Crises management records and reports. These documents detail extraordinary events such as fires and natural disasters.

Medical staff bylaws. These generally outline the duties and responsibilities of the medical staff and the requirements for maintaining medical staff privileges.

Patient bills.

Physician credentialing files.

Root cause analyses. An institution known as the Joint Commission on Accreditation of Healthcare Organizations (JCAHO) requires all accredited health care organizations to identify, report, and respond to serious patient occurrences. They call such occurrences “sentinel events.” All health care organizations must complete a root cause analysis of such an event. The root cause analysis may be a good source of information for the attorney. Check your local laws, however, to see if you are permitted to obtain copies of these documents. Some institutions attempt to identify them as privileged “quality improvement” documents rather than “incident reports” in order to prevent attorneys from obtaining them. Often the institution arguably waives such a privilege by giving the document wider distribution than should be permitted under their statute. Keep this in mind at the deposition or interview when you ask a medical provider what documents he or she has reviewed.

Training/assessment files. These files are generally kept in a nursing department and may also serve for other clinical specialties. The files contain educational programs, the names of individuals who have completed them successfully, and which procedures they have the credentials to perform.

Reviewing the Records

When you have got what you believe to be complete copies of the medical record, read through the record in its entirety. At some point during your review, you may need to research an unfamiliar subject or contact the appropriate medical specialist. (See “Deciphering Medical Specialties” on page 26 of this issue.)

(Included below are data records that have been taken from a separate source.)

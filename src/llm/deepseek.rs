//! DeepSeek API 客户端（OpenAI 兼容格式）
//!
//! - Base URL: https://api.deepseek.com
//! - 模型: deepseek-chat（常规对话，适合生成命令序列）

use crate::llm::OpenAiClient;

pub const DEEPSEEK_BASE_URL: &str = "https://api.deepseek.com";
pub const DEEPSEEK_CHAT: &str = "deepseek-chat";

/// 创建 DeepSeek 客户端；base_url 未指定时使用官方端点，模型默认 deepseek-chat
pub fn create_deepseek_client(
    base_url: Option<&str>,
    model: Option<&str>,
    api_key: &str,
) -> OpenAiClient {
    OpenAiClient::new(
        Some(base_url.unwrap_or(DEEPSEEK_BASE_URL)),
        model.unwrap_or(DEEPSEEK_CHAT),
        api_key,
    )
}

As an attorney, you should review the record for your own purposes and for your adversary’s purposes. Identify the people involved in the occurrence and make a list of questions to ask each person who might be interviewed. Scrutinize every word that describes the details of the occurrence; writing in the margins, identify inflammatory or angry notes and discrepancies in notes.

At some point in the litigation you will be entitled to look at the original documents; at this time look for any alterations or questionable entries, missing pages, scratching out, writing over, and the use of different-colored inks and correction fluid.

Everyone has his or her own organizational system and preparation process. The following methods have been recommended by professional medical review investigators and are useful when an attorney or the nurse attorney/nurse paralegal is reviewing medical records.

• Photocopy the records so notes can be written on the copy.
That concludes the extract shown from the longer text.